Cancer and treatment affect people differently and so do physical changes. Sometimes physical changes caused by cancer prevent you from working or doing things you used to enjoy before cancer. This can be very difficult to accept. Even small changes in your body may seem overwhelming.
Others may react—positively or negatively–to your physical changes. This can affect your body image. Working to keep a strong, positive body image can help you worry less about how other people’s reactions.

Many cancer survivors want their lives to return to normal. However, permanent physical changes can seem like constant reminders that life is different. You may worry that life will never be normal again. All these things can affect how well you feel about yourself and your body.
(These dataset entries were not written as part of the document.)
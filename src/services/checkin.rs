//! Check-in service implementation
//!
//! Resolves a scanned ticket code to its participant and marks them
//! verified. Verification is monotonic: the first scan stamps the time,
//! every later scan is a no-op success. Each scan appends one audit record
//! either way.

use std::sync::Arc;

use uuid::Uuid;

use crate::database::store::{ParticipantStore, VerificationStore};
use crate::models::participant::Participant;
use crate::models::ticket::TicketCode;
use crate::models::verification::VerificationRecord;
use crate::services::roles::RoleResolver;
use crate::utils::clock::Clock;
use crate::utils::errors::{GenesisError, Result};
use crate::utils::logging::log_checkin;

/// Outcome of a door scan
#[derive(Debug, Clone)]
pub struct CheckinOutcome {
    pub participant: Participant,
    /// False when the participant was already verified
    pub first_scan: bool,
}

/// Door check-in workflows over the store seam
#[derive(Clone)]
pub struct CheckinService {
    participants: Arc<dyn ParticipantStore>,
    verifications: Arc<dyn VerificationStore>,
    roles: Arc<dyn RoleResolver>,
    clock: Arc<dyn Clock>,
}

impl CheckinService {
    pub fn new(
        participants: Arc<dyn ParticipantStore>,
        verifications: Arc<dyn VerificationStore>,
        roles: Arc<dyn RoleResolver>,
        clock: Arc<dyn Clock>,
    ) -> Self {
        Self {
            participants,
            verifications,
            roles,
            clock,
        }
    }

    /// Verify a participant from a scanned code
    ///
    /// The raw string is validated against the exact ticket shape before
    /// any storage lookup, so garbage scans never hit the store.
    pub async fn verify_by_code(
        &self,
        raw_code: &str,
        actor_email: &str,
        assigned_room: Option<&str>,
    ) -> Result<CheckinOutcome> {
        self.require_verifier(actor_email)?;

        let code = TicketCode::parse(raw_code)?;
        let participant = self
            .participants
            .find_by_ticket_code(&code)
            .await?
            .ok_or(GenesisError::UnknownTicket)?;

        self.verify(participant, actor_email, assigned_room).await
    }

    /// Verify a participant by id, for desk corrections where the code is
    /// already resolved
    pub async fn verify_participant(
        &self,
        participant_id: Uuid,
        actor_email: &str,
        assigned_room: Option<&str>,
    ) -> Result<CheckinOutcome> {
        self.require_verifier(actor_email)?;

        let participant = self
            .participants
            .get_participant(participant_id)
            .await?
            .ok_or(GenesisError::ParticipantNotFound { participant_id })?;

        self.verify(participant, actor_email, assigned_room).await
    }

    /// Audit trail for one participant
    pub async fn verification_history(
        &self,
        participant_id: Uuid,
    ) -> Result<Vec<VerificationRecord>> {
        self.verifications.list_for_participant(participant_id).await
    }

    async fn verify(
        &self,
        participant: Participant,
        actor_email: &str,
        assigned_room: Option<&str>,
    ) -> Result<CheckinOutcome> {
        let first_scan = !participant.is_verified;
        let now = self.clock.now();

        let updated = self
            .participants
            .mark_verified(participant.id, now, assigned_room)
            .await?;

        self.verifications
            .append_record(VerificationRecord::new(participant.id, actor_email, now))
            .await?;

        log_checkin(participant.id, actor_email, first_scan);
        Ok(CheckinOutcome {
            participant: updated,
            first_scan,
        })
    }

    fn require_verifier(&self, actor_email: &str) -> Result<()> {
        let role = self.roles.resolve(actor_email);
        if !role.permissions().can_verify_participants {
            return Err(GenesisError::PermissionDenied(format!(
                "{} may not verify participants",
                actor_email
            )));
        }
        Ok(())
    }
}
Consider giving yourself time to adjust to changes in your body or changes in how you feel about yourself. In time, your body image can improve as you start to adjust to life after cancer.

  • Wear clothes that make you feel good.
  • Spend time with people who make you feel good about yourself and accept you as you are.
  • Check out Look Good Feel Better, a charity dedicated to improving the confidence and self-esteem of cancer patients.
  • Talk to others who have had similar struggles with their body image.
  • Seek out professional counseling.
  • Include a healthy balance of exercise and good nutrition.

How to Improve Your Body Image

Doing your best to remain positive and recognize your strengths beyond your physical appearance can help improve your body image.

  • Ask your health care team for suggestions. Some cancer programs offer support groups right in the clinic or hospital.
  • Call a nearby cancer center or university hospital and ask about support groups.
  • Contact the American Cancer Society at or call (800) 227-2345 and request a list of support groups and cancer centers in your area.

Support groups provide a safe environment to share experiences with other survivors, learn new ways to handle difficult situations and talk about emotions. You’ll see different styles of adjusting to body changes. Everyone deal with changes in body image in their own way. It’s a personal experience. However, you’ll learn some general approaches that may help you improve your body image and begin to better understand your body after cancer.